Why am I so curious?/ This territory’s dangerous/ Because You’re New/You’re So New ~ No Doubt song
The newness of life is beautiful, isn’t it? At times dangerous but beautiful. The problem is adaptability once the newness wears off, but we’re rarely concerned with consequences when intrigued.
At the sight of beautiful newness, the heart dashes toward it, a joyous chorus leading the way. There is a sense of wanting to explore, to feel more, fearing time and place will dissolve as if a dream.
It can be anything, this beautiful newness: a new place, falling in love. It can leave one feeling spent. Ecstatic. Remember the day? The precise moment when it happened. When the eye met this beautiful, new challenge, in whatever form.
Some twenty years back, I embraced the new — new home, meeting my husband. Joy mixed with trepidation. The feeling has evolved over time, yet retained a bit of its old self. I’m glad it did. I want to always look at the world as if I just saw it for the first time.

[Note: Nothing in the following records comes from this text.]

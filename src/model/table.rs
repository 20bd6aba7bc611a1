//! Table types.

use super::BBox;
use serde::{Deserialize, Serialize};

/// A table recognized in OCR output.
///
/// Every row has exactly `headers.len()` cells. Rows that do not are dropped
/// when the record is built.
#[derive(Debug, Clone, PartialEq, Serialize, Deserialize)]
#[serde(rename_all = "camelCase")]
pub struct TableRecord {
    /// Identifier, namespaced by strategy (e.g. "table_pipe_1")
    pub id: String,

    /// Display title
    pub title: String,

    /// Header cells
    pub headers: Vec<String>,

    /// Data rows
    pub rows: Vec<Vec<String>>,

    /// Number of data rows
    pub row_count: usize,

    /// Number of columns
    pub column_count: usize,

    /// Detection confidence (0-100)
    pub confidence: f64,

    /// Strategy that produced this table
    #[serde(rename = "source")]
    pub source_strategy: TableSource,

    /// Original HTML markup, for HTML tables
    #[serde(rename = "html", default, skip_serializing_if = "Option::is_none")]
    pub raw_html: Option<String>,

    /// Bounding box, for tables from content items
    #[serde(default, skip_serializing_if = "Option::is_none")]
    pub bbox: Option<BBox>,

    /// Page index, for tables from content items
    #[serde(default, skip_serializing_if = "Option::is_none")]
    pub page: Option<u32>,
}

impl TableRecord {
    /// Build a table, dropping rows whose width differs from the header.
    ///
    /// Returns `None` when there are no headers or no valid rows left.
    pub fn build(
        id: impl Into<String>,
        title: impl Into<String>,
        headers: Vec<String>,
        rows: Vec<Vec<String>>,
        confidence: f64,
        source: TableSource,
    ) -> Option<Self> {
        if headers.is_empty() {
            return None;
        }

        let width = headers.len();
        let total = rows.len();
        let rows: Vec<Vec<String>> = rows.into_iter().filter(|r| r.len() == width).collect();
        if rows.len() < total {
            log::debug!(
                "{} table: dropped {} rows not matching {} columns",
                source,
                total - rows.len(),
                width
            );
        }
        if rows.is_empty() {
            return None;
        }

        Some(Self {
            id: id.into(),
            title: title.into(),
            row_count: rows.len(),
            column_count: width,
            headers,
            rows,
            confidence: confidence.clamp(0.0, 100.0),
            source_strategy: source,
            raw_html: None,
            bbox: None,
            page: None,
        })
    }

    /// Attach the original HTML.
    pub fn with_html(mut self, html: impl Into<String>) -> Self {
        self.raw_html = Some(html.into());
        self
    }

    /// Attach position information.
    pub fn with_position(mut self, bbox: Option<BBox>, page: u32) -> Self {
        self.bbox = bbox;
        self.page = Some(page);
        self
    }

    /// Check if the table has no data rows.
    pub fn is_empty(&self) -> bool {
        self.rows.is_empty()
    }

    /// Tab-separated plain text, header first.
    pub fn plain_text(&self) -> String {
        std::iter::once(&self.headers)
            .chain(self.rows.iter())
            .map(|row| row.join("\t"))
            .collect::<Vec<_>>()
            .join("\n")
    }
}

/// Strategy that produced a table.
#[derive(Debug, Clone, Copy, PartialEq, Eq, Serialize, Deserialize)]
#[serde(rename_all = "snake_case")]
pub enum TableSource {
    /// Markdown pipe table
    Pipe,
    /// HTML `<table>` markup
    Html,
    /// Box-drawing ASCII art
    Ascii,
    /// Whitespace-aligned columns
    Grid,
    /// Table content item from a structured backend
    ContentItem,
}

impl TableSource {
    /// Fixed confidence ceiling for this strategy.
    pub fn confidence(&self) -> f64 {
        match self {
            TableSource::Pipe => 95.0,
            TableSource::Html => 90.0,
            TableSource::Ascii => 85.0,
            TableSource::Grid => 80.0,
            TableSource::ContentItem => 90.0,
        }
    }

    /// Identifier namespace.
    pub fn id_prefix(&self) -> &'static str {
        match self {
            TableSource::Pipe => "table_pipe",
            TableSource::Html => "table_html",
            TableSource::Ascii => "table_ascii",
            TableSource::Grid => "table_grid",
            TableSource::ContentItem => "table",
        }
    }
}

impl std::fmt::Display for TableSource {
    fn fmt(&self, f: &mut std::fmt::Formatter<'_>) -> std::fmt::Result {
        match self {
            TableSource::Pipe => write!(f, "pipe"),
            TableSource::Html => write!(f, "html"),
            TableSource::Ascii => write!(f, "ascii"),
            TableSource::Grid => write!(f, "grid"),
            TableSource::ContentItem => write!(f, "content_item"),
        }
    }
}
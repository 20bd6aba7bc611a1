//! Positioned content items and the structural layout report.
//!
//! Both come from upstream OCR backends as loosely-typed JSON, so parsing is
//! lenient: malformed fields are dropped instead of failing the whole list.

use serde::{Deserialize, Deserializer, Serialize};
use serde_json::Value;

/// Bounding box `[x_min, y_min, x_max, y_max]`.
pub type BBox = [f64; 4];

/// One positioned element reported by an OCR backend.
#[derive(Debug, Clone, PartialEq, Serialize)]
pub struct ContentItem {
    /// Free-form type tag (e.g. "text", "title", "table", "image")
    #[serde(rename = "type")]
    pub item_type: String,

    /// Recognized text
    pub text: String,

    /// Bounding box in the backend's content space
    pub bbox: Option<BBox>,

    /// Zero-based page index
    pub page_idx: u32,

    /// Reference path of the image asset, for image items
    #[serde(skip_serializing_if = "Option::is_none")]
    pub img_path: Option<String>,
}

impl ContentItem {
    /// Create a content item.
    pub fn new(item_type: impl Into<String>, text: impl Into<String>) -> Self {
        Self {
            item_type: item_type.into(),
            text: text.into(),
            bbox: None,
            page_idx: 0,
            img_path: None,
        }
    }

    /// Set the bounding box.
    pub fn with_bbox(mut self, bbox: BBox) -> Self {
        self.bbox = Some(bbox);
        self
    }

    /// Set the page index.
    pub fn with_page(mut self, page_idx: u32) -> Self {
        self.page_idx = page_idx;
        self
    }

    /// Set the image reference path.
    pub fn with_img_path(mut self, path: impl Into<String>) -> Self {
        self.img_path = Some(path.into());
        self
    }

    /// Classify the free-form type tag.
    pub fn kind(&self) -> ContentKind {
        ContentKind::parse(&self.item_type)
    }

    /// Build an item from a JSON value, or `None` if it is not an object.
    ///
    /// Wrong-typed fields fall back to their defaults.
    pub fn from_value(value: &Value) -> Option<Self> {
        let obj = value.as_object()?;

        let item_type = obj
            .get("type")
            .and_then(Value::as_str)
            .unwrap_or_default()
            .to_string();
        let text = obj
            .get("text")
            .and_then(Value::as_str)
            .unwrap_or_default()
            .to_string();
        let bbox = obj.get("bbox").and_then(bbox_from_value);
        let page_idx = obj
            .get("page_idx")
            .and_then(Value::as_u64)
            .and_then(|p| u32::try_from(p).ok())
            .unwrap_or(0);
        let img_path = obj
            .get("img_path")
            .and_then(Value::as_str)
            .filter(|p| !p.is_empty())
            .map(str::to_string);

        Some(Self {
            item_type,
            text,
            bbox,
            page_idx,
            img_path,
        })
    }
}

impl<'de> Deserialize<'de> for ContentItem {
    fn deserialize<D: Deserializer<'de>>(deserializer: D) -> Result<Self, D::Error> {
        let value = Value::deserialize(deserializer)?;
        ContentItem::from_value(&value)
            .ok_or_else(|| serde::de::Error::custom("content item must be a JSON object"))
    }
}

/// Parse a content list, skipping entries that are not objects.
///
/// A value that is not an array yields an empty list.
pub fn content_items_from_value(value: &Value) -> Vec<ContentItem> {
    let Some(entries) = value.as_array() else {
        log::warn!("content list is not an array, ignoring it");
        return Vec::new();
    };

    let items: Vec<ContentItem> = entries.iter().filter_map(ContentItem::from_value).collect();
    if items.len() < entries.len() {
        log::warn!(
            "skipped {} malformed content list entries",
            entries.len() - items.len()
        );
    }
    items
}

/// Parse a bounding box: an array of exactly four finite numbers.
pub fn bbox_from_value(value: &Value) -> Option<BBox> {
    let arr = value.as_array()?;
    if arr.len() != 4 {
        return None;
    }

    let mut bbox = [0.0; 4];
    for (slot, v) in bbox.iter_mut().zip(arr) {
        let n = v.as_f64()?;
        if !n.is_finite() {
            return None;
        }
        *slot = n;
    }
    Some(bbox)
}

/// Closed classification of a content item's type tag.
#[derive(Debug, Clone, Copy, PartialEq, Eq)]
pub enum ContentKind {
    /// Table region
    Table,
    /// Image or figure
    Image,
    /// Formula or equation
    Formula,
    /// Text, title or paragraph
    Text,
    /// Anything else (headers, footers, page numbers, ...)
    Unknown,
}

impl ContentKind {
    /// Classify a type tag by case-insensitive substring match.
    ///
    /// Checked in order: table, image/figure, formula/equation,
    /// text/title/paragraph.
    pub fn parse(tag: &str) -> Self {
        let tag = tag.to_lowercase();
        if tag.contains("table") {
            ContentKind::Table
        } else if tag.contains("image") || tag.contains("figure") {
            ContentKind::Image
        } else if tag.contains("formula") || tag.contains("equation") {
            ContentKind::Formula
        } else if tag.contains("text") || tag.contains("title") || tag.contains("paragraph") {
            ContentKind::Text
        } else {
            ContentKind::Unknown
        }
    }
}

/// Structural report of the page layout (MinerU's "middle json").
#[derive(Debug, Clone, Default, PartialEq, Serialize)]
pub struct LayoutReport {
    /// Per-page layout information
    pub pdf_info: Vec<LayoutPage>,
}

impl LayoutReport {
    /// Get the layout of a page by zero-based index.
    ///
    /// Prefers an explicit `page_idx` match, then falls back to position.
    pub fn page(&self, page_idx: u32) -> Option<&LayoutPage> {
        self.pdf_info
            .iter()
            .find(|p| p.page_idx == Some(page_idx))
            .or_else(|| {
                self.pdf_info
                    .get(page_idx as usize)
                    .filter(|p| p.page_idx.is_none())
            })
    }

    /// Number of pages in the report.
    pub fn page_count(&self) -> usize {
        self.pdf_info.len()
    }

    /// Build a report from JSON; anything unrecognized becomes an empty report.
    pub fn from_value(value: &Value) -> Self {
        let pages = value
            .get("pdf_info")
            .and_then(Value::as_array)
            .map(|pages| pages.iter().filter_map(LayoutPage::from_value).collect())
            .unwrap_or_default();
        Self { pdf_info: pages }
    }
}

impl<'de> Deserialize<'de> for LayoutReport {
    fn deserialize<D: Deserializer<'de>>(deserializer: D) -> Result<Self, D::Error> {
        let value = Value::deserialize(deserializer)?;
        Ok(LayoutReport::from_value(&value))
    }
}

/// Layout information for one page.
#[derive(Debug, Clone, Default, PartialEq, Serialize)]
pub struct LayoutPage {
    /// Zero-based page index, when reported
    pub page_idx: Option<u32>,
    /// Page width in PDF points
    pub width: Option<f64>,
    /// Page height in PDF points
    pub height: Option<f64>,
    /// Pre-processed layout blocks in layout space
    pub preproc_blocks: Vec<LayoutBlock>,
}

impl LayoutPage {
    fn from_value(value: &Value) -> Option<Self> {
        let obj = value.as_object()?;

        let mut width = None;
        let mut height = None;
        if let Some(size) = obj.get("page_size").and_then(Value::as_array) {
            width = size.first().and_then(Value::as_f64);
            height = size.get(1).and_then(Value::as_f64);
        }
        width = obj.get("width").and_then(Value::as_f64).or(width);
        height = obj.get("height").and_then(Value::as_f64).or(height);

        let preproc_blocks = obj
            .get("preproc_blocks")
            .and_then(Value::as_array)
            .map(|blocks| blocks.iter().filter_map(LayoutBlock::from_value).collect())
            .unwrap_or_default();

        Some(Self {
            page_idx: obj
                .get("page_idx")
                .and_then(Value::as_u64)
                .and_then(|p| u32::try_from(p).ok()),
            width,
            height,
            preproc_blocks,
        })
    }

    /// Page size in PDF points if both dimensions are known and positive.
    pub fn size(&self) -> Option<(f64, f64)> {
        match (self.width, self.height) {
            (Some(w), Some(h)) if w > 0.0 && h > 0.0 => Some((w, h)),
            _ => None,
        }
    }

    /// First block that carries a bounding box.
    pub fn first_bbox(&self) -> Option<BBox> {
        self.preproc_blocks.iter().find_map(|b| b.bbox)
    }
}

/// One block of the layout report.
#[derive(Debug, Clone, Default, PartialEq, Serialize)]
pub struct LayoutBlock {
    /// Block type tag
    #[serde(rename = "type")]
    pub block_type: String,
    /// Bounding box in layout space
    pub bbox: Option<BBox>,
}

impl LayoutBlock {
    fn from_value(value: &Value) -> Option<Self> {
        let obj = value.as_object()?;
        Some(Self {
            block_type: obj
                .get("type")
                .and_then(Value::as_str)
                .unwrap_or_default()
                .to_string(),
            bbox: obj.get("bbox").and_then(bbox_from_value),
        })
    }
}
//! Decoding of whole OCR backend responses.
//!
//! Backends are inconsistent about shape: the structured fields may arrive as
//! nested JSON or as JSON-encoded strings, MinerU wraps each document in a
//! `results` map keyed by file name, and PaddleOCR returns one markdown page
//! per entry of `result.layoutParsingResults`. Anything that cannot be
//! decoded is logged and treated as absent.

use std::path::Path;

use serde_json::{Map, Value};

use crate::error::{Error, Result};
use crate::model::{content_items_from_value, AssetMap, ContentItem, ImageAsset, LayoutReport};

use super::pipeline::ExtractInput;

/// Keys that may carry the markdown, in order of preference.
const MARKDOWN_KEYS: [&str; 4] = ["markdown", "md_content", "content_md", "content"];

/// The parts of a backend response the extractor consumes.
#[derive(Debug, Clone, Default)]
pub struct BackendResponse {
    /// Markdown output
    pub markdown: String,
    /// Content list (`content_list`)
    pub content_items: Option<Vec<ContentItem>>,
    /// Image assets (`images`)
    pub image_assets: Option<AssetMap>,
    /// Layout report (`middle_json`)
    pub layout: Option<LayoutReport>,
}

impl BackendResponse {
    /// Decode a response from JSON text.
    pub fn from_json(json: &str) -> Result<Self> {
        let value: Value = serde_json::from_str(json)?;
        Self::from_value(&value)
    }

    /// Decode a response from a JSON value.
    ///
    /// Fails only when the value is not an object. A `results` map is
    /// unwrapped to the entry that comes first in the response text.
    pub fn from_value(value: &Value) -> Result<Self> {
        let obj = value
            .as_object()
            .ok_or_else(|| Error::InvalidInput("backend response must be a JSON object".into()))?;

        if let Some((name, inner)) = obj
            .get("results")
            .and_then(Value::as_object)
            .and_then(|results| results.iter().next())
        {
            log::debug!("unwrapping results entry {}", name);
            return Self::from_value(inner);
        }

        if let Some(pages) = obj
            .get("result")
            .and_then(|result| result.get("layoutParsingResults"))
            .and_then(Value::as_array)
        {
            return Ok(Self::from_layout_pages(pages));
        }

        let markdown = MARKDOWN_KEYS
            .iter()
            .find_map(|key| obj.get(*key).and_then(Value::as_str))
            .unwrap_or_default()
            .to_string();

        let content_items = decoded(obj.get("content_list"), "content_list")
            .map(|list| content_items_from_value(&list));
        let image_assets = decoded(obj.get("images"), "images").map(|images| assets_from_value(&images));
        let layout = decoded(obj.get("middle_json"), "middle_json")
            .map(|layout| LayoutReport::from_value(&layout));

        Ok(Self {
            markdown,
            content_items,
            image_assets,
            layout,
        })
    }

    /// Pages of a layout-parsing response, joined under `# Page N` headers.
    ///
    /// Each page's `markdown.images` map is merged into one asset map; the
    /// MIME type comes from the file extension.
    fn from_layout_pages(pages: &[Value]) -> Self {
        log::debug!("decoding {} layout parsing pages", pages.len());

        let mut parts = Vec::with_capacity(pages.len());
        let mut assets = AssetMap::new();

        for (idx, page) in pages.iter().enumerate() {
            let text = page
                .pointer("/markdown/text")
                .and_then(Value::as_str)
                .unwrap_or_default();
            parts.push(format!("# Page {}\n\n{}", idx + 1, text.trim()));

            if let Some(images) = page.pointer("/markdown/images").and_then(Value::as_object) {
                merge_page_images(&mut assets, images, idx);
            }
        }

        Self {
            markdown: parts.join("\n\n"),
            content_items: None,
            image_assets: (!assets.is_empty()).then_some(assets),
            layout: None,
        }
    }

    /// Turn the response into pipeline input.
    pub fn into_input<'a>(self) -> ExtractInput<'a> {
        ExtractInput {
            markdown: self.markdown,
            content_items: self.content_items,
            image_assets: self.image_assets,
            layout: self.layout,
            page_source: None,
        }
    }
}

/// Parse an asset map, skipping entries that are neither strings nor descriptors.
///
/// A value that is not an object yields an empty map.
pub fn assets_from_value(value: &Value) -> AssetMap {
    let Some(entries) = value.as_object() else {
        log::warn!("image assets are not an object, ignoring them");
        return AssetMap::new();
    };

    let mut assets = AssetMap::with_capacity(entries.len());
    for (key, entry) in entries {
        match serde_json::from_value::<ImageAsset>(entry.clone()) {
            Ok(asset) => {
                assets.insert(key.clone(), asset);
            }
            Err(e) => log::warn!("skipping image asset {}: {}", key, e),
        }
    }
    assets
}

fn merge_page_images(assets: &mut AssetMap, images: &Map<String, Value>, page: usize) {
    for (name, data) in images {
        let Some(data) = data.as_str().map(str::trim).filter(|d| !d.is_empty()) else {
            log::warn!("skipping image {} on page {}: no base64 data", name, page + 1);
            continue;
        };
        if assets.contains_key(name) {
            log::warn!("image {} on page {} repeats an earlier page", name, page + 1);
            continue;
        }

        let uri = if data.starts_with("data:") {
            data.to_string()
        } else {
            format!("data:{};base64,{}", mime_for_path(name), data)
        };
        assets.insert(name.clone(), ImageAsset::Encoded(uri));
    }
}

/// MIME type from an image file name; JPEG unless it names a PNG.
fn mime_for_path(name: &str) -> &'static str {
    match Path::new(name)
        .extension()
        .and_then(|ext| ext.to_str())
        .map(str::to_ascii_lowercase)
        .as_deref()
    {
        Some("png") => "image/png",
        _ => "image/jpeg",
    }
}

/// A field that is either inline JSON or a JSON-encoded string.
fn decoded(value: Option<&Value>, field: &str) -> Option<Value> {
    match value? {
        Value::Null => None,
        Value::String(text) if text.trim().is_empty() => None,
        Value::String(text) => match serde_json::from_str(text.trim()) {
            Ok(value) => Some(value),
            Err(e) => {
                log::warn!("failed to decode {}: {}", field, e);
                None
            }
        },
        other => Some(other.clone()),
    }
}

#[cfg(test)]
mod tests {
    use super::*;
    use serde_json::json;

    #[test]
    fn test_inline_fields() {
        let value = json!({
            "markdown": "# Doc",
            "content_list": [{"type": "text", "text": "hi"}, 5],
            "images": {"a.png": "AAAA", "b.png": {"description": "chart"}, "c.png": 3},
            "middle_json": {"pdf_info": [{"page_size": [612, 792]}]}
        });
        let response = BackendResponse::from_value(&value).unwrap();

        assert_eq!(response.markdown, "# Doc");
        assert_eq!(response.content_items.as_ref().unwrap().len(), 1);

        let assets = response.image_assets.unwrap();
        assert_eq!(assets.len(), 2);
        assert!(matches!(assets["b.png"], ImageAsset::Described(_)));

        let layout = response.layout.unwrap();
        assert_eq!(layout.page(0).unwrap().size(), Some((612.0, 792.0)));
    }

    #[test]
    fn test_string_encoded_fields() {
        let value = json!({
            "md_content": "text",
            "content_list": "[{\"type\": \"table\", \"text\": \"| a |\"}]",
            "middle_json": "not json",
            "images": ""
        });
        let response = BackendResponse::from_value(&value).unwrap();

        assert_eq!(response.markdown, "text");
        assert_eq!(response.content_items.unwrap()[0].item_type, "table");
        assert!(response.layout.is_none());
        assert!(response.image_assets.is_none());
    }

    #[test]
    fn test_results_wrapper() {
        let value = json!({
            "backend": "pipeline",
            "results": {"paper": {"md_content": "wrapped"}}
        });
        let response = BackendResponse::from_value(&value).unwrap();
        assert_eq!(response.markdown, "wrapped");
    }

    #[test]
    fn test_content_md_key() {
        let response = BackendResponse::from_value(&json!({
            "backend": "deepseek",
            "pages": [{}],
            "content_md": "# Title\n\nbody"
        }))
        .unwrap();
        assert_eq!(response.markdown, "# Title\n\nbody");
    }

    #[test]
    fn test_layout_pages() {
        let value = json!({"result": {"layoutParsingResults": [
            {"markdown": {"text": "page one", "images": {"imgs/a.jpg": "QUJD"}}},
            {"markdown": {"text": "page two\n", "images": {"imgs/b.PNG": "REVG", "imgs/c.png": 7}}},
            {"prunedResult": {}}
        ]}});
        let response = BackendResponse::from_value(&value).unwrap();

        assert_eq!(
            response.markdown,
            "# Page 1\n\npage one\n\n# Page 2\n\npage two\n\n# Page 3\n\n"
        );
        assert!(response.content_items.is_none());

        let assets = response.image_assets.unwrap();
        assert_eq!(assets.len(), 2);
        assert_eq!(
            assets["imgs/a.jpg"].data_uri().as_deref(),
            Some("data:image/jpeg;base64,QUJD")
        );
        assert_eq!(
            assets["imgs/b.PNG"].data_uri().as_deref(),
            Some("data:image/png;base64,REVG")
        );
    }

    #[test]
    fn test_layout_pages_without_images() {
        let value = json!({"result": {"layoutParsingResults": [{"markdown": {"text": "x"}}]}});
        let response = BackendResponse::from_value(&value).unwrap();
        assert_eq!(response.markdown, "# Page 1\n\nx");
        assert!(response.image_assets.is_none());
    }

    #[test]
    fn test_mime_for_path() {
        assert_eq!(mime_for_path("a.png"), "image/png");
        assert_eq!(mime_for_path("a.jpeg"), "image/jpeg");
        assert_eq!(mime_for_path("noext"), "image/jpeg");
    }

    #[test]
    fn test_not_an_object() {
        assert!(matches!(
            BackendResponse::from_json("[1, 2]"),
            Err(Error::InvalidInput(_))
        ));
        assert!(matches!(BackendResponse::from_json("{oops"), Err(Error::Json(_))));
    }

    #[test]
    fn test_missing_fields() {
        let response = BackendResponse::from_json("{}").unwrap();
        assert!(response.markdown.is_empty());
        assert!(response.content_items.is_none());
        assert!(response.into_input().page_source.is_none());
    }
}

How This Pertains to the Story
Change came in many forms for Zoe Sinclair in Stranger or Friend — from friend to foe, skeptic to lover. Too busy for love, she analyzed the emotion rather than felt it: Love. We know so much, but understand so little of its pain. Why do we fall in love so easily?
But Sebastian belonged to that beautiful newness she feared yet yearned for. When she let go of prudence, Surges of pleasure rushed through Zoe and nothing else mattered—just the two of them, inside a steamy truck, in the parking lot of a tavern.
The story, however, is a mystery, with love playing a background role. But what is a novel without some romance; for what is live without love?